- [What to produce]: Retype the data below, every word of it, exactly.

Saved data entries:
Segment Open
mod cli;

use std::path::Path;

use anyhow::{Context, Result};
use clap::Parser;
use cli::{Cli, Commands, Overrides};
use vid2pdf::config::validate_config as validate_semantics;
use vid2pdf::{
    check_ffmpeg, init_logging, load_config, Config, LoggingConfig, PipelineConfig, Runner,
    EXIT_FATAL,
};

fn main() {
    let cli = Cli::parse();

    let code = match run_cli(cli) {
        Ok(code) => code,
        Err(e) => {
            log::error!("{:#}", e);
            eprintln!("Error: {:#}", e);
            EXIT_FATAL
        }
    };
    std::process::exit(code);
}

fn run_cli(cli: Cli) -> Result<i32> {
    match cli.command.clone().unwrap_or(Commands::Run) {
        Commands::Run => run(&cli),
        Commands::CheckTools => {
            let config = resolve_config(cli.config.as_deref(), &cli.overrides)?;
            Ok(check_tools(&config))
        }
        Commands::Validate { file } => {
            let path = file.or(cli.config);
            validate(path.as_deref())
        }
    }
}

fn resolve_config(path: Option<&Path>, overrides: &Overrides) -> Result<Config> {
    let mut config = match path {
        Some(p) => load_config(p).with_context(|| format!("loading {}", p.display()))?,
        None => Config::default(),
    };

    if let Some(input) = &overrides.input {
        config.input_directory = input.to_string_lossy().to_string();
    }
    if let Some(output) = &overrides.output {
        config.output_directory = output.to_string_lossy().to_string();
    }
    if let Some(rate) = overrides.rate {
        config.sampling_rate = rate;
    }
    if let Some(workers) = overrides.workers {
        config.worker_count = workers;
    }
    if overrides.hwaccel {
        config.hardware_acceleration = true;
    }

    validate_semantics(&config).context("invalid settings")?;
    Ok(config)
}

fn run(cli: &Cli) -> Result<i32> {
    let config = resolve_config(cli.config.as_deref(), &cli.overrides)?;
    let pipeline_config = PipelineConfig::from_config(&config);

    init_logging(&LoggingConfig {
        log_file: Some(pipeline_config.log_file.clone()),
        verbose: cli.verbose,
    })?;

    if !cli.overrides.skip_tool_check {
        let ffmpeg = check_ffmpeg(&pipeline_config.extraction.ffmpeg_path)?;
        tracing::debug!("Using ffmpeg at {}", ffmpeg.display());
    }

    let outcome = Runner::from_config(&pipeline_config).run(&pipeline_config)?;
    Ok(outcome.exit_code)
}

fn check_tools(config: &Config) -> i32 {
    println!("Checking external tools...\n");

    match check_ffmpeg(Path::new(&config.ffmpeg_path)) {
        Ok(path) => {
            println!("✓ ffmpeg - {}", path.display());
            println!("\nAll required tools are available!");
            0
        }
        Err(e) => {
            println!("✗ ffmpeg ({})", e);
            println!("\nInstall ffmpeg or set ffmpeg_path in the config file.");
            EXIT_FATAL
        }
    }
}

fn validate(path: Option<&Path>) -> Result<i32> {
    match path {
        Some(p) => {
            println!("Validating config: {}", p.display());
            load_config(p)?;
            println!("Configuration is valid.");
            Ok(0)
        }
        None => {
            println!("No config file given; built-in defaults are used.");
            Ok(0)
        }
    }
}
Segment Closed
- [Solution for this problem]:
mod cli;

use std::path::Path;

use anyhow::{Context, Result};
use clap::Parser;
use cli::{Cli, Commands, Overrides};
use vid2pdf::config::validate_config as validate_semantics;
use vid2pdf::{
    check_ffmpeg, init_logging, load_config, Config, LoggingConfig, PipelineConfig, Runner,
    EXIT_FATAL,
};

fn main() {
    let cli = Cli::parse();

    let code = match run_cli(cli) {
        Ok(code) => code,
        Err(e) => {
            log::error!("{:#}", e);
            eprintln!("Error: {:#}", e);
            EXIT_FATAL
        }
    };
    std::process::exit(code);
}

fn run_cli(cli: Cli) -> Result<i32> {
    match cli.command.clone().unwrap_or(Commands::Run) {
        Commands::Run => run(&cli),
        Commands::CheckTools => {
            let config = resolve_config(cli.config.as_deref(), &cli.overrides)?;
            Ok(check_tools(&config))
        }
        Commands::Validate { file } => {
            let path = file.or(cli.config);
            validate(path.as_deref())
        }
    }
}

fn resolve_config(path: Option<&Path>, overrides: &Overrides) -> Result<Config> {
    let mut config = match path {
        Some(p) => load_config(p).with_context(|| format!("loading {}", p.display()))?,
        None => Config::default(),
    };

    if let Some(input) = &overrides.input {
        config.input_directory = input.to_string_lossy().to_string();
    }
    if let Some(output) = &overrides.output {
        config.output_directory = output.to_string_lossy().to_string();
    }
    if let Some(rate) = overrides.rate {
        config.sampling_rate = rate;
    }
    if let Some(workers) = overrides.workers {
        config.worker_count = workers;
    }
    if overrides.hwaccel {
        config.hardware_acceleration = true;
    }

    validate_semantics(&config).context("invalid settings")?;
    Ok(config)
}

fn run(cli: &Cli) -> Result<i32> {
    let config = resolve_config(cli.config.as_deref(), &cli.overrides)?;
    let pipeline_config = PipelineConfig::from_config(&config);

    init_logging(&LoggingConfig {
        log_file: Some(pipeline_config.log_file.clone()),
        verbose: cli.verbose,
    })?;

    if !cli.overrides.skip_tool_check {
        let ffmpeg = check_ffmpeg(&pipeline_config.extraction.ffmpeg_path)?;
        tracing::debug!("Using ffmpeg at {}", ffmpeg.display());
    }

    let outcome = Runner::from_config(&pipeline_config).run(&pipeline_config)?;
    Ok(outcome.exit_code)
}

fn check_tools(config: &Config) -> i32 {
    println!("Checking external tools...\n");

    match check_ffmpeg(Path::new(&config.ffmpeg_path)) {
        Ok(path) => {
            println!("✓ ffmpeg - {}", path.display());
            println!("\nAll required tools are available!");
            0
        }
        Err(e) => {
            println!("✗ ffmpeg ({})", e);
            println!("\nInstall ffmpeg or set ffmpeg_path in the config file.");
            EXIT_FATAL
        }
    }
}

fn validate(path: Option<&Path>) -> Result<i32> {
    match path {
        Some(p) => {
            println!("Validating config: {}", p.display());
            load_config(p)?;
            println!("Configuration is valid.");
            Ok(0)
        }
        None => {
            println!("No config file given; built-in defaults are used.");
            Ok(0)
        }
    }
}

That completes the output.